This company was carved out of a larger industrial group and focused on supplying flexibale packaging to leading FMCG players across Europe.
After a prolonged period of under performance, a small team from Anaka performed a 4-week diagnosis to detail a 6% increase in profit margin (3% to 9%). Following the sharing of this detailed value creation plan, Anaka were asked to manage a CEO transition and one of our partners held the interim CEO role for 12 months.
A complete overhaul of internal daily, weekly and quarterly KPIs was implemented with the transparent sharing of the profitability of each and every manufacturing run (to all staff), with quarterly bonuses directly linked to this value-add.

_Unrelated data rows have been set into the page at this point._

use anyhow::{Context, Result};

use flashdrill_lib::session::Scheduler;

use crate::app::App;
use crate::render::terminal;
use crate::OutputFormat;

pub fn run(app: &App, format: &OutputFormat, use_color: bool) -> Result<()> {
    let restored = app
        .storage()
        .restore()
        .context("Failed to read saved session")?;

    let Some(state) = restored else {
        match format {
            OutputFormat::Json => println!("{}", serde_json::json!({ "session": null })),
            OutputFormat::Plain => println!("No session in progress in '{}'.", app.config.namespace),
        }
        return Ok(());
    };

    let scheduler = Scheduler::initialize(Vec::new(), Some(state), app.config.scheduler_options())?;
    let stats = scheduler.stats();
    let current = scheduler.current();

    match format {
        OutputFormat::Json => {
            let output = serde_json::json!({
                "namespace": app.config.namespace,
                "current": current,
                "stats": stats,
            });
            println!("{}", serde_json::to_string_pretty(&output)?);
        }
        OutputFormat::Plain => {
            println!("Namespace: {}", app.config.namespace);
            match current {
                Some(card) => println!("Current card: {}", card.original),
                None if stats.remaining == 0 => println!("Session complete."),
                None => println!("Current card: (none)"),
            }
            println!("{}", terminal::render_progress(&stats, use_color));
            println!("Shown: {}  Correct: {}/{}", stats.shown, stats.correct, stats.total);
        }
    }

    Ok(())
}
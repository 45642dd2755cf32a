//! Flashcard session core
//!
//! This module provides:
//! - Card, hard queue and session state models
//! - The scheduler deciding which card comes next

pub mod models;
pub mod scheduler;

pub use models::*;
pub use scheduler::{Scheduler, SchedulerOptions, SessionError};
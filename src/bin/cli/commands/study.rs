use std::io::{self, BufRead, Write};

use anyhow::Result;

use flashdrill_lib::session::{Advance, SessionError, SessionStats};
use flashdrill_lib::storage::FileStore;
use flashdrill_lib::wordlist::load_word_list;
use flashdrill_lib::{Error, SessionController};

use crate::app::App;
use crate::render::terminal;
use crate::OutputFormat;

/// One line of user input
enum Action<'a> {
    Quit,
    Help,
    Stats,
    Reset,
    Next,
    Reveal,
    Hard,
    Easy,
    Answer(&'a str),
}

/// Commands start with `:` (or are `?` / an empty line). A leading `\` makes
/// the rest of the line an answer, so `\:s` answers ":s".
fn parse_action(line: &str) -> Action<'_> {
    let trimmed = line.trim();
    if let Some(literal) = trimmed.strip_prefix('\\') {
        return Action::Answer(literal);
    }
    match trimmed {
        ":quit" | ":q" => Action::Quit,
        ":help" | ":h" | "?" => Action::Help,
        ":stats" => Action::Stats,
        ":reset" => Action::Reset,
        "" | ":next" | ":n" => Action::Next,
        ":show" | ":s" => Action::Reveal,
        ":hard" => Action::Hard,
        ":easy" => Action::Easy,
        _ => Action::Answer(line),
    }
}

pub fn run(app: &App, words: Option<&str>, format: &OutputFormat, use_color: bool) -> Result<()> {
    let source = app.word_source(words);
    let opened = SessionController::open(&app.config, app.storage(), || {
        load_word_list(source.as_ref())
    });
    let (mut controller, first) = match opened {
        Ok(opened) => opened,
        Err(Error::Session(SessionError::EmptyInput)) => {
            anyhow::bail!(
                "No unseen cards left in namespace '{}'. Run `flashdrill reset --history` to start from the full list.",
                app.config.namespace
            );
        }
        Err(e) => return Err(e.into()),
    };

    if let OutputFormat::Plain = format {
        println!("{}", terminal::render_help(use_color));
    }
    emit_advance(&controller, &first, format, use_color)?;

    let stdin = io::stdin();
    prompt(format)?;
    for line in stdin.lock().lines() {
        let line = line?;
        match parse_action(&line) {
            Action::Quit => break,
            Action::Help => println!("{}", terminal::render_help(use_color)),
            Action::Stats => emit_stats(&controller.stats(), format, use_color)?,
            Action::Reset => {
                match controller.reset(false, || load_word_list(source.as_ref())) {
                    Ok(advance) => emit_advance(&controller, &advance, format, use_color)?,
                    Err(Error::Session(SessionError::EmptyInput)) => {
                        println!("No unseen cards left. Run `flashdrill reset --history` to start from the full list.");
                    }
                    Err(e) => return Err(e.into()),
                }
            }
            _ if controller.current().is_none() => {
                println!("Session complete. Type :reset to start over or :quit to exit.");
            }
            Action::Next => {
                let advance = controller.next()?;
                emit_advance(&controller, &advance, format, use_color)?;
            }
            Action::Reveal => {
                if let Some(card) = controller.current() {
                    match format {
                        OutputFormat::Json => println!(
                            "{}",
                            serde_json::json!({ "event": "reveal", "translated": card.translated })
                        ),
                        OutputFormat::Plain => println!("{}", terminal::render_translation(&card, use_color)),
                    }
                }
            }
            Action::Hard => {
                let outcome = controller.mark_hard()?;
                match format {
                    OutputFormat::Json => println!(
                        "{}",
                        serde_json::json!({ "event": "hard", "outcome": outcome, "stats": controller.stats() })
                    ),
                    OutputFormat::Plain => println!("{}", terminal::render_hard(outcome, use_color)),
                }
            }
            Action::Easy => {
                let outcome = controller.mark_easy()?;
                match format {
                    OutputFormat::Json => println!(
                        "{}",
                        serde_json::json!({ "event": "easy", "outcome": outcome, "stats": controller.stats() })
                    ),
                    OutputFormat::Plain => println!("{}", terminal::render_easy(outcome, use_color)),
                }
            }
            Action::Answer(text) => {
                let result = controller.answer(text)?;
                match format {
                    OutputFormat::Json => println!(
                        "{}",
                        serde_json::json!({ "event": "answer", "result": result, "correct": controller.stats().correct })
                    ),
                    OutputFormat::Plain => println!("{}", terminal::render_answer(result, use_color)),
                }
            }
        }
        prompt(format)?;
    }

    log::info!("Leaving study session; progress saved");
    Ok(())
}

fn prompt(format: &OutputFormat) -> Result<()> {
    if let OutputFormat::Plain = format {
        print!("> ");
        io::stdout().flush()?;
    }
    Ok(())
}

fn emit_advance(
    controller: &SessionController<FileStore>,
    advance: &Advance,
    format: &OutputFormat,
    use_color: bool,
) -> Result<()> {
    match format {
        OutputFormat::Json => {
            let output = serde_json::json!({
                "event": "advance",
                "advance": advance,
                "stats": controller.stats(),
            });
            println!("{}", serde_json::to_string(&output)?);
        }
        OutputFormat::Plain => match advance {
            Advance::Card(card) => {
                println!("{}", terminal::render_card(card, &controller.stats(), use_color));
            }
            Advance::Complete(done) => println!("{}", terminal::render_complete(done, use_color)),
        },
    }
    Ok(())
}

fn emit_stats(stats: &SessionStats, format: &OutputFormat, use_color: bool) -> Result<()> {
    match format {
        OutputFormat::Json => {
            let output = serde_json::json!({ "event": "stats", "stats": stats });
            println!("{}", serde_json::to_string(&output)?);
        }
        OutputFormat::Plain => {
            println!("{}", terminal::render_progress(stats, use_color));
            println!("Shown: {}  Correct: {}/{}", stats.shown, stats.correct, stats.total);
        }
    }
    Ok(())
}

Lean production was introduced that reduced material waste from 11% of volume of purchases to 4% in 6 months, reduced material SKUs by 50%+ and focused on colleague safety and right-first-time.

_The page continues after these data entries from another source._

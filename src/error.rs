use thiserror::Error;

use crate::config::ConfigError;
use crate::session::SessionError;
use crate::storage::StorageError;
use crate::wordlist::LoadError;

#[derive(Error, Debug)]
pub enum Error {
    #[error("Error loading cards: {0}")]
    Load(#[from] LoadError),

    #[error(transparent)]
    Session(#[from] SessionError),

    #[error("Storage error: {0}")]
    Storage(#[from] StorageError),

    #[error("Config error: {0}")]
    Config(#[from] ConfigError),
}

pub type Result<T> = std::result::Result<T, Error>;
//! User configuration
//!
//! Read from `<config_dir>/flashdrill/config.toml`. Every field is optional:
//! ```toml
//! namespace = "german"
//! word_list = "/home/me/decks/german.json"
//! history_aware = true
//! hard_offset = 10
//! dedupe_hard = true
//! drain_hard_queue = false
//! ```

use std::fs;
use std::io::ErrorKind;
use std::path::{Path, PathBuf};

use serde::{Deserialize, Serialize};
use thiserror::Error;

use crate::session::scheduler::{SchedulerOptions, DEFAULT_HARD_OFFSET};
use crate::storage::{FileStore, StorageError};
use crate::wordlist::WordSource;

#[derive(Error, Debug)]
pub enum ConfigError {
    #[error("IO error: {0}")]
    Io(#[from] std::io::Error),

    #[error("Invalid config file: {0}")]
    Toml(#[from] toml::de::Error),

    #[error("Config directory not found")]
    ConfigDirNotFound,

    #[error("Storage error: {0}")]
    Storage(#[from] StorageError),

    #[error("Invalid namespace: {0:?}")]
    InvalidNamespace(String),
}

pub type Result<T> = std::result::Result<T, ConfigError>;

#[derive(Debug, Clone, PartialEq, Eq, Serialize, Deserialize)]
#[serde(default)]
pub struct Config {
    /// Root for persisted sessions (default: platform data dir)
    pub data_dir: Option<PathBuf>,
    /// One session per namespace
    pub namespace: String,
    /// Word list path or http(s) URL
    pub word_list: Option<String>,
    /// Skip cards shown in earlier sessions
    pub history_aware: bool,
    pub hard_offset: u64,
    pub dedupe_hard: bool,
    pub drain_hard_queue: bool,
}

impl Default for Config {
    fn default() -> Self {
        Self {
            data_dir: None,
            namespace: "default".to_string(),
            word_list: None,
            history_aware: true,
            hard_offset: DEFAULT_HARD_OFFSET,
            dedupe_hard: true,
            drain_hard_queue: false,
        }
    }
}

impl Config {
    pub fn default_path() -> Result<PathBuf> {
        dirs::config_dir()
            .map(|p| p.join("flashdrill").join("config.toml"))
            .ok_or(ConfigError::ConfigDirNotFound)
    }

    /// Load from `path`, falling back to defaults when the file is missing
    pub fn load(path: &Path) -> Result<Self> {
        match fs::read_to_string(path) {
            Ok(content) => {
                log::debug!("Loading config from {:?}", path);
                Ok(toml::from_str(&content)?)
            }
            Err(e) if e.kind() == ErrorKind::NotFound => Ok(Self::default()),
            Err(e) => Err(e.into()),
        }
    }

    pub fn scheduler_options(&self) -> SchedulerOptions {
        SchedulerOptions {
            hard_offset: self.hard_offset,
            dedupe_hard: self.dedupe_hard,
            drain_hard_queue: self.drain_hard_queue,
        }
    }

    pub fn word_source(&self) -> Option<WordSource> {
        self.word_list.as_deref().and_then(|s| s.parse().ok())
    }

    /// Directory holding this namespace's session and history
    pub fn session_dir(&self) -> Result<PathBuf> {
        validate_namespace(&self.namespace)?;
        let base = match &self.data_dir {
            Some(dir) => dir.clone(),
            None => FileStore::default_data_dir()?,
        };
        Ok(base.join(&self.namespace))
    }
}

/// A namespace is a single plain directory name under the data dir
fn validate_namespace(namespace: &str) -> Result<()> {
    let plain = !namespace.is_empty()
        && namespace != "."
        && namespace != ".."
        && !namespace.contains(['/', '\\'])
        && Path::new(namespace).is_relative();
    if plain {
        Ok(())
    } else {
        Err(ConfigError::InvalidNamespace(namespace.to_string()))
    }
}

#[cfg(test)]
mod tests {
    use super::*;
    use tempfile::TempDir;

    #[test]
    fn test_missing_file_uses_defaults() {
        let temp = TempDir::new().unwrap();
        let config = Config::load(&temp.path().join("config.toml")).unwrap();
        assert_eq!(config, Config::default());
        assert_eq!(config.scheduler_options(), SchedulerOptions::default());
    }

    #[test]
    fn test_partial_file() {
        let temp = TempDir::new().unwrap();
        let path = temp.path().join("config.toml");
        fs::write(
            &path,
            "namespace = \"german\"\nhistory_aware = false\nhard_offset = 3\nword_list = \"https://example.org/de.json\"\n",
        )
        .unwrap();

        let config = Config::load(&path).unwrap();
        assert_eq!(config.namespace, "german");
        assert!(!config.history_aware);
        assert_eq!(config.hard_offset, 3);
        assert!(config.dedupe_hard);
        assert_eq!(
            config.word_source(),
            Some(WordSource::Url("https://example.org/de.json".to_string()))
        );
    }

    #[test]
    fn test_invalid_file() {
        let temp = TempDir::new().unwrap();
        let path = temp.path().join("config.toml");
        fs::write(&path, "hard_offset = \"ten\"").unwrap();
        assert!(matches!(Config::load(&path), Err(ConfigError::Toml(_))));
    }

    #[test]
    fn test_session_dir_uses_namespace() {
        let config = Config {
            data_dir: Some(PathBuf::from("/tmp/drill")),
            namespace: "spanish".to_string(),
            ..Default::default()
        };
        assert_eq!(
            config.session_dir().unwrap(),
            PathBuf::from("/tmp/drill/spanish")
        );
    }

    #[test]
    fn test_session_dir_rejects_path_namespaces() {
        for namespace in ["", ".", "..", "../x", "a/b", "a\\b", "/etc"] {
            let config = Config {
                data_dir: Some(PathBuf::from("/tmp/drill")),
                namespace: namespace.to_string(),
                ..Default::default()
            };
            assert!(
                matches!(config.session_dir(), Err(ConfigError::InvalidNamespace(_))),
                "{:?} should be rejected",
                namespace
            );
        }

        let config = Config {
            data_dir: Some(PathBuf::from("/tmp/drill")),
            namespace: "..german".to_string(),
            ..Default::default()
        };
        assert_eq!(config.session_dir().unwrap(), PathBuf::from("/tmp/drill/..german"));
    }
}
pub mod config;
pub mod controller;
pub mod error;
pub mod session;
pub mod storage;
pub mod wordlist;

pub use config::Config;
pub use controller::SessionController;
pub use error::{Error, Result};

Absenteeism reduced from 9% to 2% in 6 months and the customer on-time delivery improved from 70% to 98%+, along with an agreed definition of how meeting customer expectations was measured.

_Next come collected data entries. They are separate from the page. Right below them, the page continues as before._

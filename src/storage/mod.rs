mod persistence;
mod store;

pub use persistence::SessionStorage;
pub use store::{FileStore, KeyValueStore, MemoryStore, StorageError};
//! Agent guidelines template loading.

use std::fs;
use std::io;
use std::path::{Path, PathBuf};

use crate::domain::{AppError, GuidelinesPolicy};
use crate::services::embedded_assets;

const TEMPLATE_FILE: &str = "agents.md";

/// Where the guidelines text came from.
#[derive(Debug, Clone, PartialEq, Eq)]
pub enum GuidelinesSource {
    /// Read from a template file on disk.
    Template(PathBuf),
    /// Embedded default used because the template was missing.
    Fallback,
}

/// Guidelines text ready to be written.
#[derive(Debug, Clone, PartialEq, Eq)]
pub struct Guidelines {
    pub content: String,
    pub source: GuidelinesSource,
}

/// Default template location: `agents.md` next to the running executable.
pub fn default_template_path() -> Result<PathBuf, AppError> {
    let exe = std::env::current_exe()?;
    let dir = exe.parent().ok_or_else(|| {
        AppError::config_error(format!("Executable has no parent directory: {}", exe.display()))
    })?;
    Ok(dir.join(TEMPLATE_FILE))
}

/// Read the guidelines template, failing with a not-found error when absent.
pub fn load_guidelines(path: &Path) -> Result<String, AppError> {
    match fs::read_to_string(path) {
        Ok(content) => Ok(content),
        Err(err) if err.kind() == io::ErrorKind::NotFound => {
            Err(AppError::GuidelinesNotFound(path.to_path_buf()))
        }
        Err(source) => Err(AppError::GuidelinesUnreadable { path: path.to_path_buf(), source }),
    }
}

/// Load the template and apply the missing-template policy.
///
/// Only a missing file triggers the fallback; other read failures propagate.
pub fn resolve_guidelines(path: &Path, policy: GuidelinesPolicy) -> Result<Guidelines, AppError> {
    match load_guidelines(path) {
        Ok(content) => {
            Ok(Guidelines { content, source: GuidelinesSource::Template(path.to_path_buf()) })
        }
        Err(AppError::GuidelinesNotFound(_)) if policy == GuidelinesPolicy::Fallback => {
            tracing::info!(path = %path.display(), "guidelines template missing, using embedded default");
            Ok(Guidelines {
                content: embedded_assets::default_guidelines()?.to_string(),
                source: GuidelinesSource::Fallback,
            })
        }
        Err(err) => Err(err),
    }
}

#[cfg(test)]
mod tests {
    use super::*;
    use tempfile::TempDir;

    #[test]
    fn template_file_is_copied_verbatim() {
        let dir = TempDir::new().unwrap();
        let path = dir.path().join("agents.md");
        fs::write(&path, "# Team rules\n\n- run tests\n").unwrap();

        let guidelines = resolve_guidelines(&path, GuidelinesPolicy::Require).unwrap();

        assert_eq!(guidelines.content, "# Team rules\n\n- run tests\n");
        assert_eq!(guidelines.source, GuidelinesSource::Template(path));
    }

    #[test]
    fn missing_template_falls_back_to_embedded_default() {
        let dir = TempDir::new().unwrap();
        let path = dir.path().join("agents.md");

        let guidelines = resolve_guidelines(&path, GuidelinesPolicy::Fallback).unwrap();

        assert_eq!(guidelines.source, GuidelinesSource::Fallback);
        assert_eq!(guidelines.content, embedded_assets::default_guidelines().unwrap());
    }

    #[test]
    fn missing_template_fails_when_required() {
        let dir = TempDir::new().unwrap();
        let path = dir.path().join("agents.md");

        let err = resolve_guidelines(&path, GuidelinesPolicy::Require).unwrap_err();

        assert!(matches!(&err, AppError::GuidelinesNotFound(p) if p == &path));
        assert_eq!(err.kind(), io::ErrorKind::NotFound);
    }

    #[test]
    fn unreadable_template_is_not_masked_by_fallback() {
        let dir = TempDir::new().unwrap();

        let err = resolve_guidelines(dir.path(), GuidelinesPolicy::Fallback).unwrap_err();

        assert!(matches!(&err, AppError::GuidelinesUnreadable { path, .. } if path == dir.path()));
        assert!(err.to_string().contains(&dir.path().display().to_string()));
    }

    #[test]
    fn default_template_path_sits_next_to_executable() {
        let path = default_template_path().unwrap();
        assert_eq!(path.file_name().unwrap(), "agents.md");
    }
}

Total production capacity was increased by 30% (volume in year 2 by 10%) without any investment in new machinery. In fact, certain old lines were ‘semi-retired’.
Finally, along with a BAU CEO, a new investment thesis (including downpayment on the latest machinery – on an 18-month lead-time) was documented and marketed to potential future investors.
Anaka partners came in 3.5 years into an original (failed) 4-year investment thesis. The company was eventually sold by the PE sponsor after 5 years with a x3.0 return on cash.